At a fancy restaurant he asked the staff what would happen if a "Negro gentleman comes in here and sits down to eat." The reply: "No negro would dare to come in here to eat."

"I just stroked my chin and ordered my dessert," he said.

[...]

"He didn't change his color. He just changed his costume, and they treated him like a human," says Luther Routté, who has been a Lutheran pastor for 25 years. It "shows you the kind of myopia that accompanies the whole premise of apartheid or segregation."

posted by scody at 9:00 AM on July 19, 2014 [4 favorites]


(heh, jinx!)
posted by scody at 9:00 AM on July 19, 2014 [2 favorites]


Thank God for that opening paragraph, otherwise I'm not sure I could relate to this story.
posted by phaedon at 9:05 AM on July 19, 2014 [3 favorites]


A very interesting bit of history. Nice!
posted by Renoroc at 9:11 AM on July 19, 2014


Great article, and fascinating story.

And it doesn't have anything to do with the point of the article, but I can't help being really confused by this sentence:

Freek Kinkelaar, who runs Korla Pandit's website, had never met Pandit, who died a few months before Kinkelaar was able to get in touch with him.

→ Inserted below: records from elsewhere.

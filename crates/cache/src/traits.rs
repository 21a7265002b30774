//! Response cache trait definition.

use crate::error::CacheResult;
use async_trait::async_trait;

/// Cache for serialized update-check responses.
///
/// Keys are the stringified query tuple
/// `app_name=<a>&version=<v>&channel=<c>&platform=<p>&arch=<r>`; a publish
/// for `(a, c)` invalidates every key matching
/// `app_name=<a>&version=*&channel=<c>&platform=*&arch=*`.
#[async_trait]
pub trait ResponseCache: Send + Sync + 'static {
    /// Look up a cached response.
    async fn get(&self, key: &str) -> CacheResult<Option<String>>;

    /// Store a response.
    async fn set(&self, key: &str, value: &str) -> CacheResult<()>;

    /// Delete every key matching a glob pattern (`*` wildcards). Missing
    /// keys are a no-op. Returns the number of keys deleted.
    async fn delete_matching(&self, pattern: &str) -> CacheResult<u64>;

    /// Get the name of this cache backend. Used for logging.
    fn backend_name(&self) -> &'static str;

    /// Verify cache connectivity.
    async fn health_check(&self) -> CacheResult<()> {
        Ok(())
    }
}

At first I just rolled right through it, but then I had to back up and go, wait, what? He never got in touch with Pandit. Pandit was dead. So what event happened a few months after Pandit's death that the writer describes as "Kinkelaar was able to get in touch with him"?

It's not important, but I'm very confused by it.
posted by Naberius at 9:14 AM on July 19, 2014 [2 favorites]


A literal application of the slang term, "incognegro".
posted by fuse theorem at 9:17 AM on July 19, 2014 [10 favorites]


The invention of the internet was a great boon for us.
posted by infini at 9:18 AM on July 19, 2014


Naberius, the sentence is awkwardly phrased, but I'm almost certain it's supposed to mean "Pandit died a few months before Kinkelaar could get in touch with him".
posted by Ndwright at 9:34 AM on July 19, 2014 [1 favorite]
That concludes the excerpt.